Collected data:
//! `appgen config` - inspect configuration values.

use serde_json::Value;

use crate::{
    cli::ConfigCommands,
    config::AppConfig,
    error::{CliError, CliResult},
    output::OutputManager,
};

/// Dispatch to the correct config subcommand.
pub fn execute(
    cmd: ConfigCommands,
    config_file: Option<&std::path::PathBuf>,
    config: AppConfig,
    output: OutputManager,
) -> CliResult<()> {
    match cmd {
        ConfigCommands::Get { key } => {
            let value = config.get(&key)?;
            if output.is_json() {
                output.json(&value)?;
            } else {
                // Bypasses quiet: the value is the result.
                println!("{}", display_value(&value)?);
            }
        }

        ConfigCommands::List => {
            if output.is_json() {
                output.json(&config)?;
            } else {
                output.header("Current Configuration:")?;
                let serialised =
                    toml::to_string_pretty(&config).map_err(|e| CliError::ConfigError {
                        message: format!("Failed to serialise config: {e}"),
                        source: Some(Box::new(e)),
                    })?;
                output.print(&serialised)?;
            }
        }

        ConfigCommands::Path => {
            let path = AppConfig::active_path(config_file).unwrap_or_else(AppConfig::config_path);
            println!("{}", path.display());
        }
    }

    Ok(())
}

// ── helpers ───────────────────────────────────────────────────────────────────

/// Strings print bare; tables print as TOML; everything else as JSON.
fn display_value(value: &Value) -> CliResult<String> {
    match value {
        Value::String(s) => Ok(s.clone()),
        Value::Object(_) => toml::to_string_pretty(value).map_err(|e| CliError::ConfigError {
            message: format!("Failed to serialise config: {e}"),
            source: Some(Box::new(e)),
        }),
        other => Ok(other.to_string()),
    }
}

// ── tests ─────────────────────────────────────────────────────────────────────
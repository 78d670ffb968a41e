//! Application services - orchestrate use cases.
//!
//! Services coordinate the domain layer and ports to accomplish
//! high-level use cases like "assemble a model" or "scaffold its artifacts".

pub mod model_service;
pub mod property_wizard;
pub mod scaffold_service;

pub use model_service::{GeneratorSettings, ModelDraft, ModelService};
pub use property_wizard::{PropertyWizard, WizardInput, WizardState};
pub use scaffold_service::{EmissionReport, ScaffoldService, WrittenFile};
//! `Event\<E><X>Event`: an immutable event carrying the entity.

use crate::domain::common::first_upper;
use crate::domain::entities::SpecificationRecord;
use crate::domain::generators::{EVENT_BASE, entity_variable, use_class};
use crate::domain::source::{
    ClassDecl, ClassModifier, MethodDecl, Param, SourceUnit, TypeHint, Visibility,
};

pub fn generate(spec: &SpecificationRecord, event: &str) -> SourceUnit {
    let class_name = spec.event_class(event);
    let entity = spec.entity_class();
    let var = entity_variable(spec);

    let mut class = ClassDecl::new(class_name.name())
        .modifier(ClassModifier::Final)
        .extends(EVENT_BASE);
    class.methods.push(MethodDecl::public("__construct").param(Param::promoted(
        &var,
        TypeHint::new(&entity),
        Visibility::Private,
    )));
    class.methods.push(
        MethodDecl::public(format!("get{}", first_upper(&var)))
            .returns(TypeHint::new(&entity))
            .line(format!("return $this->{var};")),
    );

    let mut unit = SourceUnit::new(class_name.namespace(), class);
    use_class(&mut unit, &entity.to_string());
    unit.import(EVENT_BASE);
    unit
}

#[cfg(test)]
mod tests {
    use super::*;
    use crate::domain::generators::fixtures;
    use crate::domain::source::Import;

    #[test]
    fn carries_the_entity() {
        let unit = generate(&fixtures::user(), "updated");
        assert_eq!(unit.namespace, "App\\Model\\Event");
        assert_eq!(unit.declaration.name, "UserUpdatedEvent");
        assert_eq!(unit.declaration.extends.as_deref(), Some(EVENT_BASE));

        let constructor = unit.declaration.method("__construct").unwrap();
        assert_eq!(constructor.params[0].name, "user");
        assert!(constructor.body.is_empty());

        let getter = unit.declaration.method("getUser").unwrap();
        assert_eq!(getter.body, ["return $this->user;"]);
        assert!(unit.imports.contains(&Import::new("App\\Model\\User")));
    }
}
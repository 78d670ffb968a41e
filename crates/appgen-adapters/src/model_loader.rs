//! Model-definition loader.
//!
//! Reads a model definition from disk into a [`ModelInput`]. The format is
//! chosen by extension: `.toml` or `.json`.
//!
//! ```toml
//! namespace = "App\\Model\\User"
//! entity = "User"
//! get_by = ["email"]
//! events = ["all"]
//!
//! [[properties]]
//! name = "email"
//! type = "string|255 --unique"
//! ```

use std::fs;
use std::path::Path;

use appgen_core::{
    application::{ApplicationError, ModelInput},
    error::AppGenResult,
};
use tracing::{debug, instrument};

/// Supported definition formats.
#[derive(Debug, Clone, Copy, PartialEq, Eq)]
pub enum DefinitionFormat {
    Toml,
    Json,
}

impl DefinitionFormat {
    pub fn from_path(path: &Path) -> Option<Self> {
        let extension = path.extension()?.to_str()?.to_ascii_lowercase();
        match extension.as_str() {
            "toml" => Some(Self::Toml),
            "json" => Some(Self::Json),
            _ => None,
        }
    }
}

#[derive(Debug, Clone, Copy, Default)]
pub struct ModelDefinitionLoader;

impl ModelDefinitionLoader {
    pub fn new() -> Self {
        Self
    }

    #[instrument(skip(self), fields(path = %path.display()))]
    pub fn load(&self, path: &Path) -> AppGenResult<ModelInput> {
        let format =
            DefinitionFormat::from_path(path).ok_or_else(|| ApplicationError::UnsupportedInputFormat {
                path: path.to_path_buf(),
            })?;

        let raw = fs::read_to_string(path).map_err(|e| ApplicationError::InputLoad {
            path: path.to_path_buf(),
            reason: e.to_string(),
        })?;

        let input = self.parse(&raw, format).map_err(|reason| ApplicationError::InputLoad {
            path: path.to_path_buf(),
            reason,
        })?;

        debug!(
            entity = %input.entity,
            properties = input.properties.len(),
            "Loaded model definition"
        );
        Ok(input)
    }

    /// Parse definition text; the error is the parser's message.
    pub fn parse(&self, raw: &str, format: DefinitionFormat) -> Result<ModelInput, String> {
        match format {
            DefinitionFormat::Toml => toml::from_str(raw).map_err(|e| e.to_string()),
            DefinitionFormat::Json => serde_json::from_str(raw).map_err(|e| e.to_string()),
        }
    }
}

Problem to work on:
What lines in the data include the string "extends"? Copy each one.

Answer for the task:
        .extends(EVENT_BASE);
        assert_eq!(unit.declaration.extends.as_deref(), Some(EVENT_BASE));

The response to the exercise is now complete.